Starting at the top of the records, output every line through the one that contains "use crate::error::AppError;", keeping each exactly as it appears.

# RAW DATA
----------

//! Interactive dataset picker behind `--pick`.
//!
//! Walks the working directory for `*.csv` files and offers only the ones
//! whose header carries every sales column the dashboard needs, so the choice
//! cannot fail on schema validation later. Files that do not qualify are
//! counted and reported, not listed.

use std::fs::{self, File};
use std::io::{self, BufRead, Write};
use std::path::{Path, PathBuf};

use crate::error::AppError;
use crate::io::ingest::read_schema;

/// How many directory levels below the working directory are searched.
const MAX_DEPTH: usize = 4;

/// Directories never searched.
const SKIP_DIRS: [&str; 3] = [".git", "target", "node_modules"];

/// Result of scanning a directory tree for sales datasets.
#[derive(Debug, Default, Clone, PartialEq, Eq)]
pub struct Scan {
    /// Loadable datasets, sorted by display path.
    pub datasets: Vec<PathBuf>,
    /// CSV files rejected by the schema check.
    pub rejected: usize,
}

/// Prompt on the terminal for a dataset under the working directory.
pub fn prompt_for_dataset() -> Result<PathBuf, AppError> {
    let scan = scan_datasets(Path::new("."));
    let stdin = io::stdin();
    choose_dataset(&scan, stdin.lock(), io::stdout())
}

/// Find sales datasets under `root`.
pub fn scan_datasets(root: &Path) -> Scan {
    let mut scan = Scan::default();
    let mut pending = vec![(root.to_path_buf(), 0usize)];

    while let Some((dir, depth)) = pending.pop() {
        let Ok(entries) = fs::read_dir(&dir) else {
            continue;
        };

        for entry in entries.flatten() {
            let path = entry.path();
            let Ok(file_type) = entry.file_type() else {
                continue;
            };

            if file_type.is_dir() {
                if depth < MAX_DEPTH && !is_skipped_dir(&path) {
                    pending.push((path, depth + 1));
                }
            } else if file_type.is_file() && has_csv_extension(&path) {
                match check_dataset(&path) {
                    Ok(()) => scan.datasets.push(path),
                    Err(err) => {
                        tracing::debug!(path = %path.display(), error = %err, "skipping CSV");
                        scan.rejected += 1;
                    }
                }
            }
        }
    }

    scan.datasets.sort_by_key(|p| display_path(p));
    scan
}

/// Check that `path` is a readable CSV whose header has the sales schema.
pub fn check_dataset(path: &Path) -> Result<(), AppError> {
    if path.is_dir() {
        return Err(AppError::new(
            2,
            format!("Expected a CSV file, got a directory: {}", path.display()),
        ));
    }
    if !has_csv_extension(path) {
        return Err(AppError::new(
            2,
            format!("Expected a .csv file: {}", path.display()),
        ));
    }

    let file = File::open(path)
        .map_err(|e| AppError::new(2, format!("Failed to open CSV '{}': {e}", path.display())))?;
    read_schema(file)
        .map(|_| ())
        .map_err(|e| AppError::new(2, format!("{}: {}", display_path(path), e.message())))
}

/// Selection loop: a list number or an explicit path, `q` cancels.
///
/// Generic over the streams so the loop runs against in-memory buffers in tests.
pub fn choose_dataset<R: BufRead, W: Write>(
    scan: &Scan,
    mut input: R,
    mut output: W,
) -> Result<PathBuf, AppError> {
    let write_err = |e: io::Error| AppError::new(2, format!("Failed to write prompt: {e}"));

    if scan.datasets.is_empty() {
        return Err(AppError::new(
            2,
            format!(
                "No sales datasets found ({} CSV file(s) lacked the required columns). \
                 Provide one with `--data <URL|PATH>`.",
                scan.rejected
            ),
        ));
    }

    writeln!(output, "Sales datasets:").map_err(write_err)?;
    for (idx, path) in scan.datasets.iter().enumerate() {
        writeln!(output, "{:>3}) {}", idx + 1, display_path(path)).map_err(write_err)?;
    }
    if scan.rejected > 0 {
        writeln!(output, "({} other CSV file(s) skipped: missing sales columns)", scan.rejected)
            .map_err(write_err)?;
    }

    let count = scan.datasets.len();
    loop {
        write!(output, "Dataset number (1-{count}) or path, q to quit: ").map_err(write_err)?;
        output.flush().map_err(write_err)?;

        let mut line = String::new();
        let read = input
            .read_line(&mut line)
            .map_err(|e| AppError::new(2, format!("Failed to read input: {e}")))?;
        if read == 0 {
            return Err(AppError::new(2, "No dataset chosen (end of input)."));
        }

        let answer = line.trim();
        if answer.eq_ignore_ascii_case("q") {
            return Err(AppError::new(2, "Canceled."));
        }

        if let Ok(n) = answer.parse::<usize>() {
            match scan.datasets.get(n.wrapping_sub(1)) {
                Some(path) => return Ok(path.clone()),
                None => {
                    writeln!(output, "No dataset numbered {n}.").map_err(write_err)?;
                    continue;
                }
            }
        }

        let candidate = PathBuf::from(answer);
        match check_dataset(&candidate) {
            Ok(()) => return Ok(candidate),
            Err(err) => writeln!(output, "{err}").map_err(write_err)?,
        }
    }
}

fn has_csv_extension(path: &Path) -> bool {
    path.extension()
        .and_then(|ext| ext.to_str())
        .is_some_and(|ext| ext.eq_ignore_ascii_case("csv"))
}

fn is_skipped_dir(path: &Path) -> bool {
    path.file_name()
        .and_then(|s| s.to_str())
        .is_some_and(|name| SKIP_DIRS.contains(&name))
}

fn display_path(path: &Path) -> String {
    path.strip_prefix("./").unwrap_or(path).display().to_string()
}

#[cfg(test)]
mod tests {
    use std::io::Cursor;

    use super::*;

    const SALES_HEADER: &str =
        "Year,Month,Recession,Vehicle_Type,Automobile_Sales,Advertising_Expenditure,Unemployment_Rate\n";

    fn workspace() -> tempfile::TempDir {
        let dir = tempfile::tempdir().unwrap();
        fs::create_dir_all(dir.path().join("data")).unwrap();
        fs::create_dir_all(dir.path().join("target")).unwrap();
        fs::write(dir.path().join("data/sales.CSV"), SALES_HEADER).unwrap();
        fs::write(dir.path().join("prices.csv"), "Date,Price\n").unwrap();
        fs::write(dir.path().join("target/sales.csv"), SALES_HEADER).unwrap();
        fs::write(dir.path().join("notes.txt"), SALES_HEADER).unwrap();
        dir
    }

    #[test]
    fn scan_lists_only_sales_datasets() {
        let dir = workspace();
        let scan = scan_datasets(dir.path());

        assert_eq!(scan.datasets.len(), 1);
        assert!(scan.datasets[0].ends_with("data/sales.CSV"));
        assert_eq!(scan.rejected, 1);
    }

    #[test]
    fn check_rejects_wrong_schema_and_non_csv() {
        let dir = workspace();

        let err = check_dataset(&dir.path().join("prices.csv")).unwrap_err();
        assert_eq!(err.exit_code(), 2);
        assert!(err.message().contains("Vehicle Type"));

        assert!(check_dataset(&dir.path().join("notes.txt")).is_err());
        assert!(check_dataset(&dir.path().join("missing.csv")).is_err());
        assert!(check_dataset(dir.path()).is_err());
        assert!(check_dataset(&dir.path().join("data/sales.CSV")).is_ok());
    }

    #[test]
    fn choose_by_number_after_bad_answers() {
        let dir = workspace();
        let scan = scan_datasets(dir.path());
        let mut shown = Vec::new();

        let picked = choose_dataset(&scan, Cursor::new("7\nprices.csv\n1\n"), &mut shown).unwrap();

        assert_eq!(picked, scan.datasets[0]);
        let shown = String::from_utf8(shown).unwrap();
        assert!(shown.contains("1 other CSV file(s) skipped"));
        assert!(shown.contains("No dataset numbered 7."));
    }

    #[test]
    fn quit_and_end_of_input_cancel() {
        let dir = workspace();
        let scan = scan_datasets(dir.path());

        let err = choose_dataset(&scan, Cursor::new("q\n"), Vec::new()).unwrap_err();
        assert_eq!(err.message(), "Canceled.");

        assert!(choose_dataset(&scan, Cursor::new(""), Vec::new()).is_err());
    }

    #[test]
    fn empty_scan_is_an_input_error() {
        let err = choose_dataset(&Scan::default(), Cursor::new("1\n"), Vec::new()).unwrap_err();
        assert_eq!(err.exit_code(), 2);
        assert!(err.message().contains("--data"));
    }
}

----------

# TASK SOLUTION
//! Interactive dataset picker behind `--pick`.
//!
//! Walks the working directory for `*.csv` files and offers only the ones
//! whose header carries every sales column the dashboard needs, so the choice
//! cannot fail on schema validation later. Files that do not qualify are
//! counted and reported, not listed.

use std::fs::{self, File};
use std::io::{self, BufRead, Write};
use std::path::{Path, PathBuf};

use crate::error::AppError;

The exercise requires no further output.